The UK new car market recorded its second successive month of growth in September, with registrations rising 4.6%, according to the latest figures released today by The Society of Motor Manufacturers and Traders (SMMT).

During what is typically the second biggest month of the year for the sector, 225,269 cars joined Britain’s roads. While this was a 9,957 unit increase on last year, when the industry recorded its weakest September since 1998, overall registrations for the month are still some 34.4% below pre-pandemic levels as the industry continues to battle issues constraining supply to fulfil a backlog of orders.

Bucking recent trends, registrations by large fleets grew by 12.5% or 11,315 units, although this still represents a significant (-39.7%) decline on pre-pandemic volumes. Registrations to private buyers, meanwhile, fell by 3.6%.

Electric vehicle uptake continued to rise, albeit at a slower rate of growth than seen earlier in the year, with the second highest monthly volume of battery electric vehicle (BEV) registrations in history, up 16.5% to 38,116 units. Although registrations of plug-in hybrid vehicles (PHEVs) declined by -11.5% to 12,281 units, overall plug-in vehicles accounted for more than one in five new cars joining UK roads in the month. As a result, almost quarter of a million (249,575) have now been registered in 2022 – meaning that UK drivers and fleets have now registered more than one million plug-in EVs, a quarter of which in this year alone.
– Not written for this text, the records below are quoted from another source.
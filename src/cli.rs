use std::path::PathBuf;

use anyhow::{Result, anyhow, bail};

use crate::deck_export::ExportFormat;
use crate::notes::NotesBackend;
use crate::selection::Selection;

/// Command-line inputs shared by the binaries. The selection is given up
/// front instead of being picked interactively.
#[derive(Debug, Clone)]
pub struct PlannerArgs {
    pub team: Option<String>,
    pub opposition: Option<String>,
    pub venue: Option<String>,
    pub players: Vec<String>,
    pub nba_home: Vec<String>,
    pub nba_away: Vec<String>,
    pub format: ExportFormat,
    pub out_dir: PathBuf,
    pub notes_backend: NotesBackend,
    pub query: Option<String>,
    pub output: Option<PathBuf>,
}

impl Default for PlannerArgs {
    fn default() -> Self {
        Self {
            team: None,
            opposition: None,
            venue: None,
            players: Vec::new(),
            nba_home: Vec::new(),
            nba_away: Vec::new(),
            format: ExportFormat::Pdf,
            out_dir: PathBuf::from("."),
            notes_backend: NotesBackend::from_env(),
            query: None,
            output: None,
        }
    }
}

pub const USAGE: &str = "options:
  --team NAME           your team (excluded from opposition choices)
  --opposition NAME     opposition team
  --venue NAME          venue
  --player NAME         add a player slide (repeatable)
  --players A,B,C       add several player slides
  --nba-home A,B        Lakers players to compare
  --nba-away A,B        Mavericks players to compare
  --format FMT          pdf | pptx | native | server | xlsx
  --out DIR             export directory (default .)
  --notes BACKEND       file | sqlite | memory
  --query QS            route query, e.g. type=player&player=X
  --output FILE         route output png";

fn split_list(raw: &str) -> Vec<String> {
    raw.split(',')
        .map(|s| s.trim().to_string())
        .filter(|s| !s.is_empty())
        .collect()
}

impl PlannerArgs {
    pub fn parse<I>(args: I) -> Result<Self>
    where
        I: IntoIterator<Item = String>,
    {
        let mut out = PlannerArgs::default();
        let mut iter = args.into_iter();
        while let Some(flag) = iter.next() {
            if flag == "-h" || flag == "--help" {
                bail!("{USAGE}");
            }
            let mut value = || {
                iter.next()
                    .ok_or_else(|| anyhow!("missing value for {flag}"))
            };
            match flag.as_str() {
                "--team" => out.team = Some(value()?),
                "--opposition" => out.opposition = Some(value()?),
                "--venue" => out.venue = Some(value()?),
                "--player" => out.players.push(value()?),
                "--players" => out.players.extend(split_list(&value()?)),
                "--nba-home" => out.nba_home.extend(split_list(&value()?)),
                "--nba-away" => out.nba_away.extend(split_list(&value()?)),
                "--format" => {
                    let raw = value()?;
                    out.format = ExportFormat::parse(&raw)
                        .ok_or_else(|| anyhow!("unknown export format {raw}"))?;
                }
                "--out" => out.out_dir = PathBuf::from(value()?),
                "--notes" => {
                    let raw = value()?;
                    out.notes_backend = NotesBackend::parse(&raw)
                        .ok_or_else(|| anyhow!("unknown notes backend {raw}"))?;
                }
                "--query" => out.query = Some(value()?),
                "--output" => out.output = Some(PathBuf::from(value()?)),
                other => bail!("unknown argument {other}\n{USAGE}"),
            }
        }
        if let (Some(team), Some(opp)) = (out.team.as_deref(), out.opposition.as_deref()) {
            if team.trim() == opp.trim() {
                bail!("--opposition must differ from --team ({})", team.trim());
            }
        }
        Ok(out)
    }

    /// Applies the flags in the same order the dashboard would: opposition
    /// first (which may install a preset squad), then explicit players.
    pub fn selection(&self) -> Selection {
        let mut selection = Selection::default();
        selection.set_team(self.team.clone());
        selection.set_opposition(self.opposition.clone());
        selection.set_venue(self.venue.clone());
        selection.set_nba_players(self.nba_home.clone(), self.nba_away.clone());
        if !self.players.is_empty() {
            selection.selected_players.clear();
            for player in &self.players {
                if !selection.selected_players.contains(player) {
                    selection.toggle_player(player);
                }
            }
        }
        selection
    }
}

#[cfg(test)]
mod tests {
    use super::*;

    fn args(raw: &[&str]) -> Vec<String> {
        raw.iter().map(|s| s.to_string()).collect()
    }

    #[test]
    fn explicit_players_replace_preset_squad() {
        let parsed = PlannerArgs::parse(args(&[
            "--opposition",
            "Mumbai Indians",
            "--players",
            "Jasprit Bumrah, Rohit Sharma",
            "--format",
            "native",
        ]))
        .expect("parse");
        let selection = parsed.selection();
        assert_eq!(selection.selected_players, vec!["Jasprit Bumrah", "Rohit Sharma"]);
        assert_eq!(selection.team_players.len(), 4);
        assert_eq!(parsed.format, ExportFormat::Native);
    }

    #[test]
    fn preset_squad_without_players_flag() {
        let parsed = PlannerArgs::parse(args(&["--opposition", "Chennai Super Kings"])).expect("parse");
        assert_eq!(parsed.selection().selected_players.len(), 4);
    }

    #[test]
    fn rejects_unknown_flags() {
        assert!(PlannerArgs::parse(args(&["--colour", "red"])).is_err());
        assert!(PlannerArgs::parse(args(&["--venue"])).is_err());
    }
}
Hybrid electric vehicle (HEV) registrations, grew by 16.5% to 29,088 units in the month, as petrol powered cars grew 4.3% to 126,873 units and diesels declined by 14.5% to 18,911.

In terms of segments, the largest growth was seen in multi-purpose vehicles, which rose 509.2%, adding more than 10,000 units, to 12,068, a result of key new model availability. Superminis remained the most popular segment overall, accounting for 30.9% of all registrations.

The SMMT said that while growth is welcome, total registrations for 2022 remain down 8.2% on a weak 2021 performance and more than a third (35.1%) below the first three quarters of pre-pandemic 2019, equivalent to 653,903 fewer units.

Mike Hawes, SMMT Chief Executive, said: “September has seen Britain’s millionth electric car reach the road – an important milestone in the shift to zero emission mobility. Battery electric vehicles make up but a small fraction of cars on the road, so we need to ensure every lever is pulled to encourage motorists to make the shift if our green goals are to be met.

“The overall market remains weak, however, as supply chain issues continue to constrain model availability. Whilst the industry is working hard to address these issues, the long-term recovery of the market also depends on robust consumer confidence and economic stability.”

Chris Knight, Automotive Partner, KPMG UK, said: “Car makers are still working their way through the backlog of orders that have built up as a consequence of supply shortages, but higher household costs are shaping new demand. 

“As consumer credit becomes more expensive due to higher interest rates, we expect to see a fall in the average price paid for new vehicles, whilst some consumers will delay buying a new car altogether.  For existing customers facing increased outgoings, some will question the affordability of their car payments.

“Manufacturers are working hard not to pass their own cost increases onto customers in the form of higher prices. Whilst lower cost brands may feel this combination of factors presents opportunity to grow market share.”